The apartment was a small, cluttered one-bedroom. The air smelled of stale smoke and old liquor. Empty bottles were lined up across the kitchen table.
Sullivan made his way to the kitchen and dropped heavily into a chair. With shaking hands, he lit a cheap cigarette. Walsh sat down across from him on a stool and opened his notebook.
Sullivan listened to the detective’s account in complete silence. When Walsh told him what had been found under the cabin floor, the man barely reacted. It gave the impression of someone who had long expected bad news.
Ash from his cigarette fell onto the dirty tabletop. He didn’t seem to notice. The muscles in his hollow cheeks tightened and released, the only sign of strain.

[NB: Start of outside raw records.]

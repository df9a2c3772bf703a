//! `$SYS` broker metrics.
//!
//! Atomic counters updated on the broker hot paths, snapshotted into
//! retained `$SYS/broker/...` messages at the configured `sys_interval`.
//! Wildcards never match the `$SYS` tree, so only explicit `$SYS/...`
//! subscribers receive these.

use std::sync::atomic::{AtomicU64, Ordering};
use std::time::Instant;

use bytes::Bytes;

use crate::types::Message;

/// `$SYS` topic constants.
pub mod topics {
    pub const VERSION: &str = "$SYS/broker/version";
    pub const UPTIME: &str = "$SYS/broker/uptime";

    pub const CLIENTS_TOTAL: &str = "$SYS/broker/clients/total";
    pub const CLIENTS_CONNECTED: &str = "$SYS/broker/clients/connected";
    pub const CLIENTS_MAXIMUM: &str = "$SYS/broker/clients/maximum";

    pub const MESSAGES_RECEIVED: &str = "$SYS/broker/messages/received";
    pub const MESSAGES_SENT: &str = "$SYS/broker/messages/sent";
    pub const MESSAGES_DROPPED: &str = "$SYS/broker/messages/dropped";

    pub const SUBSCRIPTIONS_COUNT: &str = "$SYS/broker/subscriptions/count";
    pub const RETAINED_COUNT: &str = "$SYS/broker/retained messages/count";
}

/// Global broker metrics. Incremented by handlers on the hot path,
/// read by the `$SYS` publisher task.
pub struct BrokerMetrics {
    started_at: Instant,

    /// All MQTT packets received from clients.
    pub messages_received: AtomicU64,
    /// All MQTT packets sent to clients.
    pub messages_sent: AtomicU64,
    /// QoS 0 deliveries dropped on full queues.
    pub messages_dropped: AtomicU64,
    /// Connections accepted over the broker lifetime.
    pub connections_total: AtomicU64,
    /// Peak concurrently connected clients.
    pub clients_maximum: AtomicU64,
}

impl BrokerMetrics {
    pub fn new() -> Self {
        Self {
            started_at: Instant::now(),
            messages_received: AtomicU64::new(0),
            messages_sent: AtomicU64::new(0),
            messages_dropped: AtomicU64::new(0),
            connections_total: AtomicU64::new(0),
            clients_maximum: AtomicU64::new(0),
        }
    }

    #[inline]
    pub fn message_received(&self) {
        self.messages_received.fetch_add(1, Ordering::Relaxed);
    }

    #[inline]
    pub fn message_sent(&self) {
        self.messages_sent.fetch_add(1, Ordering::Relaxed);
    }

    #[inline]
    pub fn message_dropped(&self) {
        self.messages_dropped.fetch_add(1, Ordering::Relaxed);
    }

    /// Record a new connection and update the connected peak.
    pub fn connection_opened(&self, connected_now: u64) {
        self.connections_total.fetch_add(1, Ordering::Relaxed);
        self.clients_maximum
            .fetch_max(connected_now, Ordering::Relaxed);
    }

    pub fn uptime_secs(&self) -> u64 {
        self.started_at.elapsed().as_secs()
    }

    /// Build the retained `$SYS` messages for one publish round.
    /// Gauge values the metrics struct cannot see are passed in.
    pub fn snapshot(
        &self,
        clients_total: u64,
        clients_connected: u64,
        subscriptions: u64,
        retained: u64,
    ) -> Vec<Message> {
        let gauge = |topic: &str, value: u64| {
            Message::new(topic, Bytes::from(value.to_string())).with_retain(true)
        };

        vec![
            Message::new(
                topics::VERSION,
                Bytes::from_static(concat!("mqtt3 ", env!("CARGO_PKG_VERSION")).as_bytes()),
            )
            .with_retain(true),
            gauge(topics::UPTIME, self.uptime_secs()),
            gauge(topics::CLIENTS_TOTAL, clients_total),
            gauge(topics::CLIENTS_CONNECTED, clients_connected),
            gauge(
                topics::CLIENTS_MAXIMUM,
                self.clients_maximum.load(Ordering::Relaxed),
            ),
            gauge(
                topics::MESSAGES_RECEIVED,
                self.messages_received.load(Ordering::Relaxed),
            ),
            gauge(
                topics::MESSAGES_SENT,
                self.messages_sent.load(Ordering::Relaxed),
            ),
            gauge(
                topics::MESSAGES_DROPPED,
                self.messages_dropped.load(Ordering::Relaxed),
            ),
            gauge(topics::SUBSCRIPTIONS_COUNT, subscriptions),
            gauge(topics::RETAINED_COUNT, retained),
        ]
    }
}

impl Default for BrokerMetrics {
    fn default() -> Self {
        Self::new()
    }
}

#[cfg(test)]
mod tests {
    use super::*;

    #[test]
    fn test_counters() {
        let metrics = BrokerMetrics::new();
        metrics.message_received();
        metrics.message_received();
        metrics.message_sent();
        metrics.connection_opened(3);
        metrics.connection_opened(1);

        assert_eq!(metrics.messages_received.load(Ordering::Relaxed), 2);
        assert_eq!(metrics.messages_sent.load(Ordering::Relaxed), 1);
        assert_eq!(metrics.connections_total.load(Ordering::Relaxed), 2);
        // Peak is kept, not overwritten.
        assert_eq!(metrics.clients_maximum.load(Ordering::Relaxed), 3);
    }

    #[test]
    fn test_snapshot_is_retained() {
        let metrics = BrokerMetrics::new();
        let snapshot = metrics.snapshot(4, 2, 7, 1);
        assert!(!snapshot.is_empty());
        for msg in &snapshot {
            assert!(msg.retain);
            assert!(msg.topic.starts_with("$SYS/broker/"));
        }
        let connected = snapshot
            .iter()
            .find(|m| m.topic == topics::CLIENTS_CONNECTED)
            .unwrap();
        assert_eq!(connected.payload.as_ref(), b"2");
    }
}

At last, after a long pause, he spoke. His voice was rough, as if he didn’t use it much. He confirmed that he had filed the missing persons report back in 1995.
He described receiving Anna’s letter later on. He had recognized his daughter’s handwriting right away. But from the beginning, something about the note had felt off.
Anna had never addressed him as “Dad” in letters. In their family, she always wrote “Daddy” or just “Pop.” It was a small thing, but it mattered to him.
But the handwriting expert had insisted the writing was genuine. Law enforcement told him his daughter had left the country. At first Sullivan tried hard to keep searching on his own.
He called consulates and mailed inquiries, but got nowhere. Eventually, worn down by not knowing, he started drinking more heavily. Before long, it became a full-blown problem.
He lost his job. His wife, tired of the drinking, eventually left. Sullivan was left alone with his suspicions.
All those years, he said, he had believed something terrible had happened to Anna. Not because of some hunch, but because the facts never added up. He just couldn’t prove it. Walsh listened carefully and made a few notes.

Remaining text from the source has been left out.